Former Waccamaw Economic Opportunity Council board member Abdullah Mustafa said Wednesday evening that his recent removal from the board was the result of "a very carefully and purposeful character assassination" rather than because voters rejected him in a reassessment election last month.
He rejected the validity of the reassessment election, a process that was agreed to by board members to correct a finding in a March audit of the agency. He said the election, which resulted in a 54-29 vote against him, is not outlined in the agency's bylaws and that only those who originally elected him to the board in 2009 should have been allowed to vote in the reassessment.
He called EOC board chairman Zacharius Grate "unqualified and unprepared," and insisted the board was goaded into holding the reassessment election by Louise Cooper, director of the S.C. Office of Economic Opportunity, which oversees the Conway-based agency.
Neither Grate nor Cooper could be reached for comment Wednesday night.
The state audit that found that Mustafa's original election had been held improperly also found that he improperly interfered in the agency's day-to-day operations, a charge Mustafa also rejected Wednesday in a press conference at Darden Terrace in Conway that drew a handful of supporters, one television station and one newspaper.
On a table at the outdoor event were three petitions for which Mustafa's supporters were seeking signatures. One was a petition specifically for the voters in the 2009 election saying that their vote to seat Mustafa had been illegally negated by the reassessment election last month. A second sought names, addresses and telephone numbers of people who have had problems getting services from the agency. The third called for a federal audit of the agency.
Among other things, Mustafa said in his press conference that agency money had been lavished on employees rather than spent on the low income residents of Horry, Georgetown and Williamsburg counties, as is intended by the federal grants that funds agency programs.
Mustafa said the reason he was attacked and eventually removed from the board by voters was that he asked uncomfortable questions, such as "What are we going to do about the 1,500 plus people on the waiting list?" and "Where are we going to get the money to help these people?"
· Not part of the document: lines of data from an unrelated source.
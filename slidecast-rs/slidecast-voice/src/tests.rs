use super::*;
use mockito::{Matcher, Server, ServerGuard};

fn options_for(server: &ServerGuard, max_polls: u32) -> VoiceClientOptions {
    VoiceClientOptions {
        base_url: server.url(),
        cdn_url: format!("{}/cdn", server.url()),
        api_token: Some("voice-token".to_string()),
        poll_interval: Duration::from_millis(1),
        max_polls,
        request_timeout: Duration::from_secs(5),
    }
}

fn voices() -> Vec<Voice> {
    vec![
        Voice {
            model_token: "TM:cpwrmn5kwh97".to_string(),
            title: "Morgan Freeman".to_string(),
        },
        Voice {
            model_token: "TM:narrator01".to_string(),
            title: "Calm Narrator".to_string(),
        },
    ]
}

#[test]
fn find_voice_matches_titles_case_insensitively() {
    let voices = voices();
    let voice = find_voice(&voices, "  morgan freeman ").expect("voice found");
    assert_eq!(voice.model_token, "TM:cpwrmn5kwh97");
    assert!(find_voice(&voices, "Nobody").is_none());
}

#[test]
fn job_status_parses_service_values() {
    let status: JobStatus = serde_json::from_str("\"complete_success\"").expect("parse");
    assert_eq!(status, JobStatus::CompleteSuccess);
    let status: JobStatus = serde_json::from_str("\"attempt_failed\"").expect("parse");
    assert_eq!(status, JobStatus::AttemptFailed);
    let status: JobStatus = serde_json::from_str("\"something_new\"").expect("parse");
    assert_eq!(status, JobStatus::Unknown);
}

#[tokio::test]
async fn model_tokens_resolve_without_a_remote_call() {
    let server = Server::new_async().await;
    let client = VoiceClient::new(options_for(&server, 1)).expect("client");
    let token = client.resolve_speaker(" TM:abc ").await.expect("token");
    assert_eq!(token, "TM:abc");
}

#[tokio::test]
async fn speaker_titles_resolve_through_voice_list() {
    let mut server = Server::new_async().await;
    let mock = server
        .mock("GET", "/tts/list")
        .with_status(200)
        .with_body(
            r#"{"success": true, "models": [
                {"model_token": "TM:cpwrmn5kwh97", "title": "Morgan Freeman", "creator_username": "x"},
                {"model_token": "TM:narrator01", "title": "Calm Narrator"}
            ]}"#,
        )
        .expect(2)
        .create_async()
        .await;

    let client = VoiceClient::new(options_for(&server, 1)).expect("client");
    let token = client.resolve_speaker("calm narrator").await.expect("resolved");
    assert_eq!(token, "TM:narrator01");

    let error = client.resolve_speaker("Nobody").await.expect_err("unknown");
    assert!(matches!(error, VoiceError::UnknownSpeaker(name) if name == "Nobody"));
    mock.assert_async().await;
}

#[tokio::test]
async fn synthesize_submits_polls_and_downloads() {
    let mut server = Server::new_async().await;
    let submit = server
        .mock("POST", "/tts/inference")
        .match_header("authorization", "voice-token")
        .match_body(Matcher::PartialJson(serde_json::json!({
            "tts_model_token": "TM:narrator01",
            "inference_text": "Rome was not built in a day.",
        })))
        .with_status(200)
        .with_body(r#"{"success": true, "inference_job_token": "JTINF:job1"}"#)
        .create_async()
        .await;
    let poll = server
        .mock("GET", "/tts/job/JTINF:job1")
        .with_status(200)
        .with_body(
            r#"{"success": true, "state": {
                "job_token": "JTINF:job1",
                "status": "complete_success",
                "maybe_public_bucket_wav_audio_path": "/tts_inference_output/job1.wav"
            }}"#,
        )
        .create_async()
        .await;
    let download = server
        .mock("GET", "/cdn/tts_inference_output/job1.wav")
        .with_status(200)
        .with_body(b"RIFFfakewave".to_vec())
        .create_async()
        .await;

    let client = VoiceClient::new(options_for(&server, 3)).expect("client");
    let audio = client
        .synthesize("Rome was not built in a day.", "TM:narrator01")
        .await
        .expect("audio");

    assert_eq!(audio, b"RIFFfakewave");
    submit.assert_async().await;
    poll.assert_async().await;
    download.assert_async().await;
}

#[tokio::test]
async fn rate_limited_submission_is_retryable() {
    let mut server = Server::new_async().await;
    let _mock = server
        .mock("POST", "/tts/inference")
        .with_status(429)
        .with_body("Too many requests")
        .create_async()
        .await;

    let client = VoiceClient::new(options_for(&server, 3)).expect("client");
    let error = client
        .synthesize("Hello", "TM:narrator01")
        .await
        .expect_err("rate limited");
    assert!(error.is_retryable());
}

#[tokio::test]
async fn rejected_speaker_is_fatal() {
    let mut server = Server::new_async().await;
    let _mock = server
        .mock("POST", "/tts/inference")
        .with_status(400)
        .with_body(r#"{"success": false, "error_reason": "invalid model token"}"#)
        .create_async()
        .await;

    let client = VoiceClient::new(options_for(&server, 3)).expect("client");
    let error = client
        .synthesize("Hello", "TM:doesnotexist")
        .await
        .expect_err("bad speaker");
    assert!(!error.is_retryable());
}

#[tokio::test]
async fn dead_job_is_fatal() {
    let mut server = Server::new_async().await;
    let _submit = server
        .mock("POST", "/tts/inference")
        .with_status(200)
        .with_body(r#"{"success": true, "inference_job_token": "JTINF:job2"}"#)
        .create_async()
        .await;
    let _poll = server
        .mock("GET", "/tts/job/JTINF:job2")
        .with_status(200)
        .with_body(r#"{"state": {"status": "dead", "maybe_public_bucket_wav_audio_path": null}}"#)
        .create_async()
        .await;

    let client = VoiceClient::new(options_for(&server, 3)).expect("client");
    let error = client
        .synthesize("Hello", "TM:narrator01")
        .await
        .expect_err("dead job");
    assert!(!error.is_retryable());
    assert!(error.to_string().contains("Dead"));
}

#[tokio::test]
async fn unfinished_job_is_retryable_after_poll_budget() {
    let mut server = Server::new_async().await;
    let _submit = server
        .mock("POST", "/tts/inference")
        .with_status(200)
        .with_body(r#"{"success": true, "inference_job_token": "JTINF:job3"}"#)
        .create_async()
        .await;
    let poll = server
        .mock("GET", "/tts/job/JTINF:job3")
        .with_status(200)
        .with_body(r#"{"state": {"status": "pending"}}"#)
        .expect(2)
        .create_async()
        .await;

    let client = VoiceClient::new(options_for(&server, 2)).expect("client");
    let error = client
        .synthesize("Hello", "TM:narrator01")
        .await
        .expect_err("still pending");
    assert!(error.is_retryable());
    poll.assert_async().await;
}

#[tokio::test]
async fn blank_text_is_rejected_before_submission() {
    let server = Server::new_async().await;
    let client = VoiceClient::new(options_for(&server, 1)).expect("client");
    let error = client
        .synthesize("   ", "TM:narrator01")
        .await
        .expect_err("blank text");
    assert!(!error.is_retryable());
}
Previously though, he did interfere in the agency's day-to-day operations, and said that he did it to help poor people and that he would continue doing it.
Mustafa criticized some news coverage of the agency since problems surfaced earlier this year, insisting that reporters didn't understand what they were writing about and therefore portrayed an incorrect picture.
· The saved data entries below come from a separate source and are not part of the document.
use hound::WavReader;
use std::io::Cursor;
use std::path::{Path, PathBuf};
use std::time::Duration;
use thiserror::Error;

#[derive(Debug, Error)]
pub enum AudioError {
    #[error("{path} is not a readable WAV file: {source}")]
    Decode {
        path: PathBuf,
        #[source]
        source: hound::Error,
    },
    #[error("{path} declares a sample rate of zero")]
    ZeroSampleRate { path: PathBuf },
}

/// Play length of a WAV file, from its header.
pub fn wav_duration(path: &Path) -> Result<Duration, AudioError> {
    let reader = WavReader::open(path).map_err(|source| AudioError::Decode {
        path: path.to_path_buf(),
        source,
    })?;
    duration_of(reader, path)
}

/// Same as [`wav_duration`] for audio still in memory; `label` names it in errors.
pub fn wav_duration_from_bytes(bytes: &[u8], label: &str) -> Result<Duration, AudioError> {
    let path = Path::new(label);
    let reader = WavReader::new(Cursor::new(bytes)).map_err(|source| AudioError::Decode {
        path: path.to_path_buf(),
        source,
    })?;
    duration_of(reader, path)
}

fn duration_of<R: std::io::Read>(reader: WavReader<R>, path: &Path) -> Result<Duration, AudioError> {
    let sample_rate = u64::from(reader.spec().sample_rate);
    if sample_rate == 0 {
        return Err(AudioError::ZeroSampleRate {
            path: path.to_path_buf(),
        });
    }

    let frames = u64::from(reader.duration());
    Ok(Duration::from_nanos(frames * 1_000_000_000 / sample_rate))
}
He further said news coverage of his recent arrest for waving a gun at a former girlfriend and her boyfriend after awakening them in her bed at 5:30 a.m. was wrong and improperly done. He said nothing should have been reported until he could be contacted, even though he was in jail at the time the first reports went out.
Now, Mustafa said wants to initiate a federal lawsuit because voters' rights were violated in the holding of the reassessment election. In addition, he said, he plans to go about the business of helping lift the poor of the area from poverty.